To learn about changing any of the runtime options, run ./cg-fake-uaa -help.

Running Tests

go test

Running the Example Client

A node-based example OAuth2 client is in the example-client directory. To use it, run:

cd example-client
npm install
npm start

Then visit http://localhost:8000/.

Note that the server, ./cg-fake-uaa, must also be running in order for the client to work.

Running the Example Client on cloud.gov with the cloud.gov UAA

Although we built cg-fake-uaa for testing real client applications with UAA, you can use the client in example-client to demonstrate the capability of the cloud.gov identity provider.

In this example you run the DO-NOT-USE-IN-PRODUCTION example-client.js node application to authenticate real users. You'll need a cloud.gov account, and you should already be logged-in (cf login --sso).

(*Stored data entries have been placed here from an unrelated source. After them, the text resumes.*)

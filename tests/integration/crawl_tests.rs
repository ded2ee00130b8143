//! Integration tests for the crawler
//!
//! These tests use wiremock to create mock HTTP servers and test
//! the full crawl cycle end-to-end.

use campus_crawler::config::{
    Config, CrawlerConfig, OutputConfig, OutputFormat, ScopeConfig, UserAgentConfig,
};
use campus_crawler::crawler::crawl;
use campus_crawler::output::JsonOutput;
use campus_crawler::{CrawlState, Crawler, FailureRecord, HttpFetcher, PageRecord};
use std::path::Path;
use tempfile::TempDir;
use wiremock::matchers::{method, path};
use wiremock::{Mock, MockServer, ResponseTemplate};

/// Creates a test configuration crawling the mock server
fn create_test_config(base_url: &str, dir: &Path, max_depth: u32) -> Config {
    let host = url::Url::parse(base_url)
        .expect("Failed to parse base URL")
        .host_str()
        .expect("Failed to extract host")
        .to_string();

    Config {
        crawler: CrawlerConfig {
            max_depth,
            request_delay_ms: 10, // Very short for testing
            request_timeout_secs: 5,
            max_retries: 0,
            retry_backoff_ms: 10,
            obey_robots: true,
        },
        user_agent: UserAgentConfig {
            crawler_name: "TestBot".to_string(),
            crawler_version: "1.0.0".to_string(),
            contact_url: Some("https://example.edu/bot".to_string()),
            contact_email: Some("test@example.edu".to_string()),
        },
        scope: ScopeConfig {
            seed_urls: vec![format!("{}/", base_url)],
            allowed_domains: vec![host],
        },
        output: OutputConfig {
            records_path: dir.join("pages.jsonl").display().to_string(),
            format: OutputFormat::JsonLines,
            failures_path: Some(dir.join("failures.jsonl").display().to_string()),
        },
        section_rules: vec![],
    }
}

fn html_page(body: String) -> ResponseTemplate {
    ResponseTemplate::new(200).set_body_raw(body, "text/html; charset=utf-8")
}

async fn mount_page(server: &MockServer, route: &str, body: String) {
    Mock::given(method("GET"))
        .and(path(route))
        .respond_with(html_page(body))
        .mount(server)
        .await;
}

async fn mount_robots(server: &MockServer, content: &str) {
    Mock::given(method("GET"))
        .and(path("/robots.txt"))
        .respond_with(ResponseTemplate::new(200).set_body_string(content))
        .mount(server)
        .await;
}

/// Runs a crawl with the HTTP fetcher and JSON output from `config`
async fn run_crawl(config: Config) -> (Vec<PageRecord>, Vec<FailureRecord>) {
    let records_path = config.output.records_path.clone();
    let failures_path = config.output.failures_path.clone().unwrap();

    let fetcher = HttpFetcher::new(&config).expect("Failed to build fetcher");
    let mut output = JsonOutput::from_config(&config.output).expect("Failed to open output");
    let mut crawler = Crawler::new(config, fetcher);

    crawler.run(&mut output).await.expect("Crawl failed");
    assert_eq!(crawler.state(), CrawlState::Done);

    (read_lines(&records_path), read_lines(&failures_path))
}

fn read_lines<T: serde::de::DeserializeOwned>(path: &str) -> Vec<T> {
    std::fs::read_to_string(path)
        .expect("Failed to read output file")
        .lines()
        .map(|line| serde_json::from_str(line).expect("Invalid JSON line"))
        .collect()
}

fn paths(records: &[PageRecord]) -> Vec<String> {
    records
        .iter()
        .map(|r| url::Url::parse(&r.url).unwrap().path().to_string())
        .collect()
}

#[tokio::test]
async fn test_full_crawl_single_site() {
    let server = MockServer::start().await;
    let base_url = server.uri();
    let dir = TempDir::new().unwrap();

    mount_robots(&server, "User-agent: *\nAllow: /").await;

    mount_page(
        &server,
        "/",
        format!(
            r#"<html><head><title>Home</title></head><body>
            <nav><a href="/programs/">Programs</a></nav>
            <main><p>Welcome to campus</p>
            <a href="{}/admissions/apply">Apply</a>
            <a href="about">About</a></main>
            </body></html>"#,
            base_url
        ),
    )
    .await;

    mount_page(
        &server,
        "/programs/",
        r#"<html><head><title>Programs | X</title></head><body>
        <header><h1>Site Banner</h1></header>
        <nav>Menu</nav>
        <main><p>Nursing   and
        Engineering</p></main>
        <footer>Contact us</footer>
        </body></html>"#
            .to_string(),
    )
    .await;

    mount_page(
        &server,
        "/admissions/apply",
        r#"<html><body><article><h1>Apply Now</h1><p>Deadlines</p></article></body></html>"#
            .to_string(),
    )
    .await;

    mount_page(
        &server,
        "/about",
        r#"<html><body><div id="content">About the college</div></body></html>"#.to_string(),
    )
    .await;

    let config = create_test_config(&base_url, dir.path(), 3);
    let (records, failures) = run_crawl(config).await;

    assert!(failures.is_empty(), "unexpected failures: {:?}", failures);
    assert_eq!(
        paths(&records),
        vec!["/", "/programs/", "/admissions/apply", "/about"]
    );

    let home = &records[0];
    assert_eq!(home.page_title, "Home");
    assert_eq!(home.section, "general");
    assert!(home.content.starts_with("Welcome to campus"));
    assert!(!home.content.contains("Programs"));

    let programs = &records[1];
    // h1 wins over title even when it sits in a stripped header
    assert_eq!(programs.page_title, "Site Banner");
    assert_eq!(programs.content, "Nursing and Engineering");
    assert_eq!(programs.section, "programs");

    let apply = &records[2];
    assert_eq!(apply.page_title, "Apply Now");
    assert_eq!(apply.content, "Apply Now Deadlines");
    assert_eq!(apply.section, "admissions");

    let about = &records[3];
    assert_eq!(about.page_title, about.url);
    assert_eq!(about.content, "About the college");
}

#[tokio::test]
async fn test_crawl_respects_robots_txt() {
    let server = MockServer::start().await;
    let base_url = server.uri();
    let dir = TempDir::new().unwrap();

    mount_robots(&server, "User-agent: *\nDisallow: /private").await;

    mount_page(
        &server,
        "/",
        r#"<html><body><a href="/private/records">Private</a><a href="/public">Public</a></body></html>"#
            .to_string(),
    )
    .await;

    mount_page(&server, "/public", "<html><body>Public page</body></html>".to_string()).await;

    Mock::given(method("GET"))
        .and(path("/private/records"))
        .respond_with(html_page("<html><body>Secret</body></html>".to_string()))
        .expect(0)
        .mount(&server)
        .await;

    let config = create_test_config(&base_url, dir.path(), 3);
    let (records, failures) = run_crawl(config).await;

    assert_eq!(paths(&records), vec!["/", "/public"]);
    assert_eq!(failures.len(), 1);
    assert!(failures[0].url.ends_with("/private/records"));
    assert!(failures[0].reason.contains("robots.txt"));
}

#[tokio::test]
async fn test_robots_ignored_when_disabled() {
    let server = MockServer::start().await;
    let base_url = server.uri();
    let dir = TempDir::new().unwrap();

    mount_robots(&server, "User-agent: *\nDisallow: /").await;
    mount_page(&server, "/", "<html><body>Home</body></html>".to_string()).await;

    let mut config = create_test_config(&base_url, dir.path(), 3);
    config.crawler.obey_robots = false;
    let (records, _) = run_crawl(config).await;

    assert_eq!(records.len(), 1);
}

#[tokio::test]
async fn test_non_html_and_missing_pages_are_skipped() {
    let server = MockServer::start().await;
    let base_url = server.uri();
    let dir = TempDir::new().unwrap();

    mount_page(
        &server,
        "/",
        r#"<html><body>
        <a href="/brochure.pdf">Brochure</a>
        <a href="/missing">Missing</a>
        <a href="/services/">Services</a>
        </body></html>"#
            .to_string(),
    )
    .await;

    Mock::given(method("GET"))
        .and(path("/brochure.pdf"))
        .respond_with(ResponseTemplate::new(200).set_body_raw(b"%PDF-1.4".to_vec(), "application/pdf"))
        .mount(&server)
        .await;

    mount_page(&server, "/services/", "<html><body>Help desk</body></html>".to_string()).await;

    // No robots.txt and no /missing mock: wiremock answers 404 for both
    let config = create_test_config(&base_url, dir.path(), 3);
    let (records, failures) = run_crawl(config).await;

    assert_eq!(paths(&records), vec!["/", "/services/"]);
    assert_eq!(records[1].section, "services");

    assert_eq!(failures.len(), 2);
    let pdf = failures.iter().find(|f| f.url.ends_with(".pdf")).unwrap();
    assert!(pdf.reason.contains("application/pdf"));
    assert_eq!(pdf.status, None);

    let missing = failures.iter().find(|f| f.url.ends_with("/missing")).unwrap();
    assert_eq!(missing.status, Some(404));
}

#[tokio::test]
async fn test_depth_and_domain_limits() {
    let server = MockServer::start().await;
    let base_url = server.uri();
    let port = url::Url::parse(&base_url).unwrap().port().unwrap();
    let dir = TempDir::new().unwrap();

    // Same server under a host name that is not on the allow-list
    mount_page(
        &server,
        "/",
        format!(
            r#"<html><body><a href="/level1">Next</a><a href="http://localhost:{}/offsite">Away</a></body></html>"#,
            port
        ),
    )
    .await;

    mount_page(
        &server,
        "/level1",
        r#"<html><body><a href="/level2">Deeper</a></body></html>"#.to_string(),
    )
    .await;

    Mock::given(method("GET"))
        .and(path("/level2"))
        .respond_with(html_page("<html><body>Too deep</body></html>".to_string()))
        .expect(0)
        .mount(&server)
        .await;

    Mock::given(method("GET"))
        .and(path("/offsite"))
        .respond_with(html_page("<html><body>Elsewhere</body></html>".to_string()))
        .expect(0)
        .mount(&server)
        .await;

    let config = create_test_config(&base_url, dir.path(), 1);
    let fetcher = HttpFetcher::new(&config).unwrap();
    let mut crawler = Crawler::new(config, fetcher);
    let mut records: Vec<PageRecord> = Vec::new();
    let stats = crawler.run(&mut records).await.unwrap();

    assert_eq!(paths(&records), vec!["/", "/level1"]);
    assert_eq!(stats.offsite_links_dropped, 1);
    assert_eq!(stats.depth_limited_links, 1);
}

#[tokio::test]
async fn test_crawl_writes_json_array() {
    let server = MockServer::start().await;
    let base_url = server.uri();
    let dir = TempDir::new().unwrap();

    mount_page(
        &server,
        "/",
        r#"<html><body><a href="/student-life/clubs">Clubs</a></body></html>"#.to_string(),
    )
    .await;
    mount_page(
        &server,
        "/student-life/clubs",
        "<html><head><title>Clubs</title></head><body>Chess</body></html>".to_string(),
    )
    .await;

    let mut config = create_test_config(&base_url, dir.path(), 3);
    config.output.format = OutputFormat::JsonArray;
    config.output.failures_path = None;
    let records_path = config.output.records_path.clone();

    let stats = crawl(config).await.unwrap();
    assert_eq!(stats.pages_emitted, 2);

    let text = std::fs::read_to_string(records_path).unwrap();
    let records: Vec<PageRecord> = serde_json::from_str(&text).unwrap();
    assert_eq!(records.len(), 2);
    assert_eq!(records[1].section, "student-life");
    assert_eq!(records[1].page_title, "Clubs");

    // Timestamps carry an explicit UTC offset
    let raw: serde_json::Value = serde_json::from_str(&text).unwrap();
    assert!(raw[0]["crawl_timestamp"]
        .as_str()
        .unwrap()
        .ends_with("+00:00"));
}

#[tokio::test]
async fn test_offsite_redirect_is_never_requested() {
    let server = MockServer::start().await;
    let offsite = MockServer::start().await;
    let offsite_port = url::Url::parse(&offsite.uri()).unwrap().port().unwrap();
    let dir = TempDir::new().unwrap();
    let landing = format!("http://localhost:{}/landing", offsite_port);

    Mock::given(method("GET"))
        .and(path("/"))
        .respond_with(ResponseTemplate::new(302).insert_header("location", landing.as_str()))
        .mount(&server)
        .await;

    // Allow-list is 127.0.0.1 only, so "localhost" is off-site
    Mock::given(method("GET"))
        .respond_with(html_page("<html><body>Elsewhere</body></html>".to_string()))
        .expect(0)
        .mount(&offsite)
        .await;

    let config = create_test_config(&server.uri(), dir.path(), 3);
    assert_eq!(config.scope.allowed_domains, vec!["127.0.0.1".to_string()]);
    let (records, failures) = run_crawl(config).await;

    assert!(records.is_empty());
    assert_eq!(failures.len(), 1);
    assert!(failures[0].reason.contains("off-site"));
    assert!(failures[0].reason.contains(&landing));
    assert!(offsite.received_requests().await.unwrap().is_empty());
}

First we'll push the example-client with a random route, and get that route name for later use:

cd example-client/
cf push -m 128M --no-start --random-route id-example
app_route=$(cf apps | grep '^id-example' | awk '{print $NF}')
echo $app_route

Then, create an identity provider service, and service key with the correct callback URL:

cf create-service cloud-gov-identity-provider oauth-client my-uaa-client
sleep 15 # it takes a moment to provision the oauth-client
cf create-service-key my-uaa-client my-service-key \
  -c '{"redirect_uri": ["https://'$app_route'/auth/callback"]}'
cf bind-service id-example my-uaa-client \
  -c '{"redirect_uri": ["https://'$app_route'/auth/callback"]}'

Pass the environment variables for the UAA URLs to the application, and start the app:

cf set-env id-example UAA_AUTH_URL https://login.fr.cloud.gov/oauth/authorize
cf set-env id-example UAA_TOKEN_URL https://uaa.fr.cloud.gov/oauth/token
cf start id-example

At this point you can visit https://$app_route and you'll be prompted to log in. If you complete that, you'll get a welcome page similar to:

Hello fname.lname@agency.gov!

Your access token lasts for another 598 seconds, but will be renewed automatically.

You can also logout.

Cleaning Up the Example Client

cf delete -f id-example
cf delete-service-key -f my-uaa-client my-service-key
cf delete-service -f my-uaa-client

Limitations

The fake server currently has a lot of limitations, most notably:

  • Only the openid scope is supported. That is, the server is only really built for giving you the logged-in user's email address.